A curly haired tarantula at the Bohart Museum of Entomology at UC Davis could have been named for...drum roll..Shirley Temple.
The curly haired tarantula, or Brachypelma albopilosum, proved a big hit at the Bohart Museum on Saturday, Feb. 13 during the campuswide UC Davis Biodiversity Museum Day. Graduate student Ziad Khouri, who is studying for his doctorate with Lynn Kimsey, director of the Bohart Museum and professor of entomology at UC Davis, intrigued visitors with the spider.
It's native to Costa Rica and Honduras. And like other members of Brachypelma, it's a CITES listed species. That means it's on the Convention on International Trade in Endangered Species (CITES), and under international restrictions for quotas and trade permits.

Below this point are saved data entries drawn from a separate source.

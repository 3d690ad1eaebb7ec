//! Cart subsystem configuration

use std::fs;
use std::path::{Path, PathBuf};

use serde::{Deserialize, Serialize};
use tracing::{info, warn};

use crate::error::Result;

const CONFIG_FILE: &str = "pawstore.json";

/// Persisted configuration for the cart subsystem.
#[derive(Debug, Clone, Serialize, Deserialize)]
#[serde(rename_all = "camelCase")]
pub struct CartConfig {
	/// Config schema version
	pub version: u32,

	/// Directory holding the cart mirror, snapshot cache and this file
	pub data_dir: PathBuf,

	/// Base URL of the remote cart service
	pub api_url: String,
}

impl CartConfig {
	const TARGET_VERSION: u32 = 1;
	const DEFAULT_API_URL: &'static str = "http://localhost:8080/api";

	/// Load configuration from a data directory, creating a default config
	/// file when none exists.
	pub fn load_from(data_dir: &Path) -> Result<Self> {
		let config_path = data_dir.join(CONFIG_FILE);

		if config_path.exists() {
			info!("loading config from {config_path:?}");
			let json = fs::read_to_string(&config_path)?;
			let mut config: Self = serde_json::from_str(&json)?;

			if config.version < Self::TARGET_VERSION {
				info!(
					"migrating config from v{} to v{}",
					config.version,
					Self::TARGET_VERSION
				);
				config.migrate();
				config.save()?;
			}

			Ok(config)
		} else {
			warn!("no config found, creating default at {config_path:?}");
			let config = Self::default_with_dir(data_dir.to_path_buf());
			config.save()?;
			Ok(config)
		}
	}

	/// Default configuration rooted at a specific data directory.
	pub fn default_with_dir(data_dir: PathBuf) -> Self {
		Self {
			version: Self::TARGET_VERSION,
			data_dir,
			api_url: Self::DEFAULT_API_URL.to_string(),
		}
	}

	/// Save configuration to disk.
	pub fn save(&self) -> Result<()> {
		fs::create_dir_all(&self.data_dir)?;

		let config_path = self.data_dir.join(CONFIG_FILE);
		let json = serde_json::to_string_pretty(self)?;
		fs::write(&config_path, json)?;
		info!("saved config to {config_path:?}");
		Ok(())
	}

	fn migrate(&mut self) {
		if self.version == 0 {
			// v0 config predates the schema version field itself; nothing
			// else changed shape.
			self.version = 1;
		}
	}
}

Khouri noted that in the past, it was overharvested for the pet trade, although the current availability of captive bred specimens has decreased pressure on wild populations. Nevertheless, habitat loss and destruction continue to threaten he curly hair tarantula and many other species.
Tarantulas were in the news this week when scientists revealed that they named a newly discovered tarantula found on the Folsom Prison grounds after singer/songwriter Johnny Cash, the legendary "Man in Black." Its scientific name? "Aphonopelma johnnycashi."
The announcement was part of a newly released study by biologists Chris Hamilton and Jason Bond of Auburn University and Brent Hendrixson of Millsaps College involving nearly 3,000 tarantulas from across the American Southwest. Fellow scientists describe their 340-page study as "unequivocally the most important work on tarantulas ever done."
That brings to mind the Johnny Cash song, "Folsom Prison Blues" in which he lamented "I ain't seen the sunshine since I don't know when."
Wonder if "The Man in Black" ever saw "The Critter in Black," now his namesake Aphonopelma johnnycashi.